Some links that may be of interest:

http://www.bem.fi/book/28/28.htm

http://www.pigeon.psy.tufts.edu/avc/husband/avc4eye.htm

https://genome.cshlp.org/content/14/8/1555.full

I have a quote but i haven’t been able to verify where it came from:

The more complex a system is, the greater the number of parts that must be sustained in their proper place, and the lesser the tolerance for errors; therefore, a high degree of regulation and control is required.

A nod to this was given in the aforementioned book by Alan Rogers:

In solving one problem, the new design has caused another (p 40).

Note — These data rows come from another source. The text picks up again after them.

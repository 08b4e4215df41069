use clap::Parser;
use sqlkit::cli::{self, Args, Command};
use sqlkit::config::Settings;
use sqlkit::executor::WriterExecutor;
use tracing::Level;

fn log_level(settings: &Settings, verbose: u8) -> Level {
    match verbose {
        0 => settings.log_level.parse().unwrap_or(Level::WARN),
        1 => Level::DEBUG,
        _ => Level::TRACE,
    }
}

fn main() -> Result<(), Box<dyn std::error::Error>> {
    let args = Args::parse();

    let settings = Settings::load()
        .unwrap_or_else(|e| {
            eprintln!("Ignoring config: {e}");
            Settings::default()
        })
        .with_overrides(args.format, args.terminator.as_deref(), args.log_level.as_deref());

    tracing_subscriber::fmt()
        .with_max_level(log_level(&settings, args.verbose))
        .with_writer(std::io::stderr)
        .with_target(false)
        .compact()
        .init();

    if args.command == Command::Shell {
        return cli::shell::run_shell(&settings);
    }

    let mut executor = WriterExecutor::new(
        std::io::stdout(),
        settings.format,
        settings.terminator.as_str(),
    );

    if let Err(e) = cli::run_command(&args.command, &mut executor) {
        eprintln!("✗ {e}");
        std::process::exit(1);
    }

    Ok(())
}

While both Eakin and Vanfleteren/Coomans assumed a common origin of photoreceptors with subsequent evolutionary change, von Salvini-Plawen & Mayr (1977; see also von Salvini-Plawen 1982) regarded photoreceptors as so diverse and so scattered in distribution that they might have evolved several times in parallel, between 40 and 65 times.

  • Andreas Schmidt-Rhaesa. The Evolution of Organ Systems

@swamidass

The general types of photoreceptors can be arranged into an order of increasing complexity and ‘visual potential’. Simple photoreceptors are thereafter flat spots which can only detect differences in light intensity. More advanced are cup-shaped shaped photoreceptors, which can additionally detect the direction of light (see Land 1991 for a more detailed account). When the cup becomes deeper and the tissue closes except for a small pore, a camera lucida eye is formed which can project an image onto the sheet of pigment cells. The presence of a lens is a further optimization of this system (see, e.g., Goldsmith 1990, Wolken 1995, Land & Nilsson 2004, Warrant & Nilsson 2006 for further details). It has to be tested whether such a ‘logical’ and physical order of photoreceptors does really mirror evolution.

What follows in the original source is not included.